(MATERIAL FOR THIS EXERCISE):
-.-.-
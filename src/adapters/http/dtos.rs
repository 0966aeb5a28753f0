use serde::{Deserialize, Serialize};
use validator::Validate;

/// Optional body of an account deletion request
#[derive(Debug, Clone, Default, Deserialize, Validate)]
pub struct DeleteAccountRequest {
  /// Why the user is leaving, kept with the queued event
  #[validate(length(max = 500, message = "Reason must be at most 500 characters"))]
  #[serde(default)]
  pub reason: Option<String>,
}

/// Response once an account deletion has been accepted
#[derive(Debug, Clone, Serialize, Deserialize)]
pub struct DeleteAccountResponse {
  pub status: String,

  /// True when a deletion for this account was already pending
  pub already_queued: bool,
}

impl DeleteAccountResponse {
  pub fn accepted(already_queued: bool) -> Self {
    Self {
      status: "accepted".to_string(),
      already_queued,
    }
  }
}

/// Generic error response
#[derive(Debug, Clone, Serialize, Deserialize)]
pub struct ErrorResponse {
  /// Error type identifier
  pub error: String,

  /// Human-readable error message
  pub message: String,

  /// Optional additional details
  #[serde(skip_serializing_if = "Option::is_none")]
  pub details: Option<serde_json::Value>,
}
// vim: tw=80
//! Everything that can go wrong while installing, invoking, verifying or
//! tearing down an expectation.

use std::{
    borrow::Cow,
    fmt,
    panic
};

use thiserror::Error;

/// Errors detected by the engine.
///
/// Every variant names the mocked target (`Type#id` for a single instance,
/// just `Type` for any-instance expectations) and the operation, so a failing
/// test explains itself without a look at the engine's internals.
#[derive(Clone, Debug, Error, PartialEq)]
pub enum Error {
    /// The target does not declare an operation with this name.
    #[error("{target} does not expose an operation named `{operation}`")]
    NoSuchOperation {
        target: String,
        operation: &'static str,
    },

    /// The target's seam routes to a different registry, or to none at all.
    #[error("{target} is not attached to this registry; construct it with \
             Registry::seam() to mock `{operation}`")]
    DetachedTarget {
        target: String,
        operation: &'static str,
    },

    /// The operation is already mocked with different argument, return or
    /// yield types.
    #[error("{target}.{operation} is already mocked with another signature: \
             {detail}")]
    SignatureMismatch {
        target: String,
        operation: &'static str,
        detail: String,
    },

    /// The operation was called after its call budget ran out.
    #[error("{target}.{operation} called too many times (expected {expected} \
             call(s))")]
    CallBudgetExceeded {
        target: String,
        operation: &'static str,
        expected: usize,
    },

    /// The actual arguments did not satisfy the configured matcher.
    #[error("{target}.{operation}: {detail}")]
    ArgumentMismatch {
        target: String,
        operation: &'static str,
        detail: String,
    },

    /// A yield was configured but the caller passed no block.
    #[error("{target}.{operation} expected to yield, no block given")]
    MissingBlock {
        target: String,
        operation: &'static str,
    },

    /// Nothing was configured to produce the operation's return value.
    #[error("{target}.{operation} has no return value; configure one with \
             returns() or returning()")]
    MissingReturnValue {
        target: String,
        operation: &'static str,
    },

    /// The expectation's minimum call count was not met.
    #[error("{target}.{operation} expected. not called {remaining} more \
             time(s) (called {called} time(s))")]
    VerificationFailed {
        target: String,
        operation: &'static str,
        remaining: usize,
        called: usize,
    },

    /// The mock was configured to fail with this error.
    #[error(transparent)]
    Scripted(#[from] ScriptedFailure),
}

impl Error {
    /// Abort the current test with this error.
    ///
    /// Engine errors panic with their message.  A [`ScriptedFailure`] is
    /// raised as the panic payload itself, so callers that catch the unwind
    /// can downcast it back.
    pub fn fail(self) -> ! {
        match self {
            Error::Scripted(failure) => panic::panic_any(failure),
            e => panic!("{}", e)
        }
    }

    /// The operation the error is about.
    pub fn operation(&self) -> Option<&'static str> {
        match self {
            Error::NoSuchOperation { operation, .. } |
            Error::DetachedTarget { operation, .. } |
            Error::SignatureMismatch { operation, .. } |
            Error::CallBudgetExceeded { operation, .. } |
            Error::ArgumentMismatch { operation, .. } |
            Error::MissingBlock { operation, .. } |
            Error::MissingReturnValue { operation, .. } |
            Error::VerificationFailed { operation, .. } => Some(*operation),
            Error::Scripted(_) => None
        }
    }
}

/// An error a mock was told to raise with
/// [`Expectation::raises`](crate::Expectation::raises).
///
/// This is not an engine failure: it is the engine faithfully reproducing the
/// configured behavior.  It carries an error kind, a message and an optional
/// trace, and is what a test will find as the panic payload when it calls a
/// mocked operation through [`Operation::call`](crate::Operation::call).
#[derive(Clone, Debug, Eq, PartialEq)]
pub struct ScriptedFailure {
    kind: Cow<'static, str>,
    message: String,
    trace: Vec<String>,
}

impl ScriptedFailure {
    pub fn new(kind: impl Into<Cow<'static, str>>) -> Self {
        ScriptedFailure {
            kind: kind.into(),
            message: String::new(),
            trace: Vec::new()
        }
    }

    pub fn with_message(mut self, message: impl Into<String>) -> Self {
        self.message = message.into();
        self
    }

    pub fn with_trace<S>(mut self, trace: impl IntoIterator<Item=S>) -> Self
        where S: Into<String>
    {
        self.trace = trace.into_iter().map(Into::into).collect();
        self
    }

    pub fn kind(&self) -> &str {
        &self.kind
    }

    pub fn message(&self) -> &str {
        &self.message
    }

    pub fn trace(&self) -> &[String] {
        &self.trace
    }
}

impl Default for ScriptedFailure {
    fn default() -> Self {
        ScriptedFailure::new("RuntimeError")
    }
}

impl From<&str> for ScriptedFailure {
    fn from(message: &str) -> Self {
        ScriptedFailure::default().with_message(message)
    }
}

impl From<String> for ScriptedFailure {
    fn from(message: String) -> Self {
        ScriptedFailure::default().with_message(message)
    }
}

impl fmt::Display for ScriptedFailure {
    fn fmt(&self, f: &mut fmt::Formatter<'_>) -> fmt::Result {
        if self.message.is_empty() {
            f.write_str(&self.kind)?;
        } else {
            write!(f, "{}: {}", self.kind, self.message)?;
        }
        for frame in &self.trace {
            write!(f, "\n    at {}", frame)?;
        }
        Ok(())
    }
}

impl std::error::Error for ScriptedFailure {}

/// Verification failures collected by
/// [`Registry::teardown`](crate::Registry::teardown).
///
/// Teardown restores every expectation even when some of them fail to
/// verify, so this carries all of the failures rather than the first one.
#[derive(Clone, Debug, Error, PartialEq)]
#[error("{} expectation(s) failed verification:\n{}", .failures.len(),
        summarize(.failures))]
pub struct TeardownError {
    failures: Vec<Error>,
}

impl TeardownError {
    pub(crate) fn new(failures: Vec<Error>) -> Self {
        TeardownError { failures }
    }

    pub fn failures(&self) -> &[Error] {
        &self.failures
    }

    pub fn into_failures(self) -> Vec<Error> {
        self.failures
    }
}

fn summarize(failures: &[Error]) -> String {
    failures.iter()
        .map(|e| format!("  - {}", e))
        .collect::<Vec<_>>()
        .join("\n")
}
-.-.-
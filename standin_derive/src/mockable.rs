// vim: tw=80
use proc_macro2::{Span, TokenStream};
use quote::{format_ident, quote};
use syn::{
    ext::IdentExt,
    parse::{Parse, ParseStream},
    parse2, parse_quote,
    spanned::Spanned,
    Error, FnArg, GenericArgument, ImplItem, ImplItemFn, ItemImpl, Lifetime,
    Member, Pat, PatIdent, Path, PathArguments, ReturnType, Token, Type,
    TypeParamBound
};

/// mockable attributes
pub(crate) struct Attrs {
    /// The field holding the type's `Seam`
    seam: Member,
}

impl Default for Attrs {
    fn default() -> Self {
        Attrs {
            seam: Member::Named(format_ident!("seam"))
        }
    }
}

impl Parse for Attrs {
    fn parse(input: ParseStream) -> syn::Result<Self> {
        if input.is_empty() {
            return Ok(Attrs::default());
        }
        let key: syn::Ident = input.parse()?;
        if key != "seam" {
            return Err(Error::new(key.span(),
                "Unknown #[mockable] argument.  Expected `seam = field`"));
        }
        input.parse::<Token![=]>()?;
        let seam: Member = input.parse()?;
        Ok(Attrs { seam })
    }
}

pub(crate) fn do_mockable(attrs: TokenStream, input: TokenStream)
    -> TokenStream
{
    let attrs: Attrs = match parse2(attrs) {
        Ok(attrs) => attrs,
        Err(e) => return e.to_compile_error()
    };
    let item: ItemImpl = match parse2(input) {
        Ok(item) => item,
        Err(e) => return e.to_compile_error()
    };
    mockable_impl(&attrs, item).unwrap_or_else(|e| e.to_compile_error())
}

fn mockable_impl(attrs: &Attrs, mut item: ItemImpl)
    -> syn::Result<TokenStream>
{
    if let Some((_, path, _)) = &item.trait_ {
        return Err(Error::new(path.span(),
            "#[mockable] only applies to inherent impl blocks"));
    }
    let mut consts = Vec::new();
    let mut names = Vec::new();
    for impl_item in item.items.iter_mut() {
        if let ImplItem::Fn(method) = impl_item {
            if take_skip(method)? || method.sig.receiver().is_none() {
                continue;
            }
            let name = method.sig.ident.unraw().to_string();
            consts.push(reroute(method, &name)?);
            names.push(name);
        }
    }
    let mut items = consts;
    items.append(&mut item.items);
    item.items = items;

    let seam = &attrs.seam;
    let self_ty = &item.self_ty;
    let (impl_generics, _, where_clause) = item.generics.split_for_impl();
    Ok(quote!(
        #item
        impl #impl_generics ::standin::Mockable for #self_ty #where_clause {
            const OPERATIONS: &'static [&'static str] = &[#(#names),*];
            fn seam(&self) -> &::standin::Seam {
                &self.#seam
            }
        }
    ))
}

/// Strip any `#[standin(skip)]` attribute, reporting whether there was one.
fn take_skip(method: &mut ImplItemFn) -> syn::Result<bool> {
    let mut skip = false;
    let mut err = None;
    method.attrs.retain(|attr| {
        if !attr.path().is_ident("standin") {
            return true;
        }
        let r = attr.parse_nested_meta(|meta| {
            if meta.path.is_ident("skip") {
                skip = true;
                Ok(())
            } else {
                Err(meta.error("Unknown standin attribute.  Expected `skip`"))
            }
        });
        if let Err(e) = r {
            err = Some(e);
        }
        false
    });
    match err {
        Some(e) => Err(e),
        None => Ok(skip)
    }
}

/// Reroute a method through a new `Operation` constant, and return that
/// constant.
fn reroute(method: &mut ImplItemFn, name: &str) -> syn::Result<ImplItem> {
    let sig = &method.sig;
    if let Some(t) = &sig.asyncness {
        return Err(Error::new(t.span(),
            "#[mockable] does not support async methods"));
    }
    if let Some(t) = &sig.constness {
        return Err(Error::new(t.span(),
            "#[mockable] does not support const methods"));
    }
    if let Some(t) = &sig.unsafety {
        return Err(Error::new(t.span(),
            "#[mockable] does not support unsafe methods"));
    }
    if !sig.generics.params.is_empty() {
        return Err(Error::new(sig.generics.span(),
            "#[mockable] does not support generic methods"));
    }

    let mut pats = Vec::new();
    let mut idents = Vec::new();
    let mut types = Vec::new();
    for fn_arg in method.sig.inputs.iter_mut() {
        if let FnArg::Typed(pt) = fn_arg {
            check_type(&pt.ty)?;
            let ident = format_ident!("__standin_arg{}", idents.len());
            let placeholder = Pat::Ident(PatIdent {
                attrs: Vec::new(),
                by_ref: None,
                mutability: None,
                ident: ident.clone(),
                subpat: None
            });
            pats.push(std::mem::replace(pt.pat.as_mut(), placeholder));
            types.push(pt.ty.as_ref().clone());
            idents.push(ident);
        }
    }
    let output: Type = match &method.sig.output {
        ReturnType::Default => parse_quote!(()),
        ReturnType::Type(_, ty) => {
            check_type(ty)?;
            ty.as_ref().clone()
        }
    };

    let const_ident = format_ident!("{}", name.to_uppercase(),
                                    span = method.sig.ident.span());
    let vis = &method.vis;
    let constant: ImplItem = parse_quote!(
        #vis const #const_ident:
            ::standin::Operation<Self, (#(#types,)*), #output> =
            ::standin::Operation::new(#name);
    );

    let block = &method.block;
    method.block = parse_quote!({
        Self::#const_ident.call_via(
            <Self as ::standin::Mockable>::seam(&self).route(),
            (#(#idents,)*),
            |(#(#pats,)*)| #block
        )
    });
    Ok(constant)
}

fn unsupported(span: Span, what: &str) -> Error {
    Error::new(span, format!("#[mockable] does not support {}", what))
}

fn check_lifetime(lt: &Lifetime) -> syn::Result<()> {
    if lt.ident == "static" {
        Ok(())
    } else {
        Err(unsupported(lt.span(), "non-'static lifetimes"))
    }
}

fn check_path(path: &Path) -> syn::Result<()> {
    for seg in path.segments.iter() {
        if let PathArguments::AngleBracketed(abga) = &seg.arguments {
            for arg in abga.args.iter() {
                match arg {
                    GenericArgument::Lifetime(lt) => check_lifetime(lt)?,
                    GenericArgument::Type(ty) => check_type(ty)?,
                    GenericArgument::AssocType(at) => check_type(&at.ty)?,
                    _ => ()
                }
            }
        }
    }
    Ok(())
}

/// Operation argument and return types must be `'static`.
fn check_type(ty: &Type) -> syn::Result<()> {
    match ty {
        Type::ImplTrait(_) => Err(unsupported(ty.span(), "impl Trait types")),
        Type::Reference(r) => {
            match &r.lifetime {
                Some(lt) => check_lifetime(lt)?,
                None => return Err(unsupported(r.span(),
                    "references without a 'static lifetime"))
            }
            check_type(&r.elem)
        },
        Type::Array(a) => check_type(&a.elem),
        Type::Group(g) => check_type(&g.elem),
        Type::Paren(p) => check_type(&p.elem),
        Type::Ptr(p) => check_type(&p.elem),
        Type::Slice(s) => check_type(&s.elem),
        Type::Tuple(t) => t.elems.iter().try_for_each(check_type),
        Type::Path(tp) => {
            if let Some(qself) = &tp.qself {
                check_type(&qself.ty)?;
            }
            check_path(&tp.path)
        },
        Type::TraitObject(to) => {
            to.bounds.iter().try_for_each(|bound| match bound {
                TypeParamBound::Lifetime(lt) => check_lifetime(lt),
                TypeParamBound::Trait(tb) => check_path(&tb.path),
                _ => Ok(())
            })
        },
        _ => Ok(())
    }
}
-.-.-
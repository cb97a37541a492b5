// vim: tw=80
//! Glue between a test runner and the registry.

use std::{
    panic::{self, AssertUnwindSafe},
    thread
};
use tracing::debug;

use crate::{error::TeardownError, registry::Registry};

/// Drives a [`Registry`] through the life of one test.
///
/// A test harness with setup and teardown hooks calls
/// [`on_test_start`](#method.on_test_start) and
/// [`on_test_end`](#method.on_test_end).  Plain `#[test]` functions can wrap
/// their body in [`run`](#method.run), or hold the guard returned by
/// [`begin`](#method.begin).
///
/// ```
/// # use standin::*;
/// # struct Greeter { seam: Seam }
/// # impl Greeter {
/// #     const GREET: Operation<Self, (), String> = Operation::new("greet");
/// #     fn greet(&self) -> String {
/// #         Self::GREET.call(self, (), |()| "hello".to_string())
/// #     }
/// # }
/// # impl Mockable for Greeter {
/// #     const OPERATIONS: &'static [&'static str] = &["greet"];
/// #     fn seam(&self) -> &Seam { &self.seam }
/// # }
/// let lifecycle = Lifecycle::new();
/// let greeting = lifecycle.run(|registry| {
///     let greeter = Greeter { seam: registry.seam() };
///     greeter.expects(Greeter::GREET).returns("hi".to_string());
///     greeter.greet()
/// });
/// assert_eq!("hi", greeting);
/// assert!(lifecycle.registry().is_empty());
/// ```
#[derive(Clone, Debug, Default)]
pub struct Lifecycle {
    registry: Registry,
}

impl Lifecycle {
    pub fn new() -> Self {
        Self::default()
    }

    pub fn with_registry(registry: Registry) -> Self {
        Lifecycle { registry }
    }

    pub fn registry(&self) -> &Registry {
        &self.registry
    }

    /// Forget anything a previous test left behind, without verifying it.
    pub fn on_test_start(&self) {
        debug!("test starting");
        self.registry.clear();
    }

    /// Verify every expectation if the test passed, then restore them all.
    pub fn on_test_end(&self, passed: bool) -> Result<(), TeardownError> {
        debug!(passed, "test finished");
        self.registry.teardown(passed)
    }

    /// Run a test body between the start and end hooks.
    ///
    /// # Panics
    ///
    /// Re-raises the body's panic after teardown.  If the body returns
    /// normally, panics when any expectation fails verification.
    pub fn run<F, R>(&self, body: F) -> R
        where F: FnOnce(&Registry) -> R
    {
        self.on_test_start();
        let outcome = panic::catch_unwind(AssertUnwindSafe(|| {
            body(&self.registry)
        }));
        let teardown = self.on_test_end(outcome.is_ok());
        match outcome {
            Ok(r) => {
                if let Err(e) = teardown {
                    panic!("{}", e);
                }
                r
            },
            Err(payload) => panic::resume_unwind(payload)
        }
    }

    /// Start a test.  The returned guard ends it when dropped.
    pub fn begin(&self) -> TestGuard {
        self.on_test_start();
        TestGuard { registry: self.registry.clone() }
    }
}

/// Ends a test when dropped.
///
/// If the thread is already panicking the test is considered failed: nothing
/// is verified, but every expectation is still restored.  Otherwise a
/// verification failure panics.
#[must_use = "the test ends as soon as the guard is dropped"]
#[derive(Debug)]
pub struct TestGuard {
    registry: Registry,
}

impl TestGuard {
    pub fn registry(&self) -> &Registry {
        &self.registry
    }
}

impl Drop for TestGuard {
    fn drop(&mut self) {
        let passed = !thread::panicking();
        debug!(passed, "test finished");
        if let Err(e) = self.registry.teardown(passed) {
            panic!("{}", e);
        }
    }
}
-.-.-
(WHAT YOU WILL DO):
Which lines of the records hold the string "NoSuchOperation"? Copy each one.

(RESULT OF THE EXERCISE):
    NoSuchOperation {
            Error::NoSuchOperation { operation, .. } |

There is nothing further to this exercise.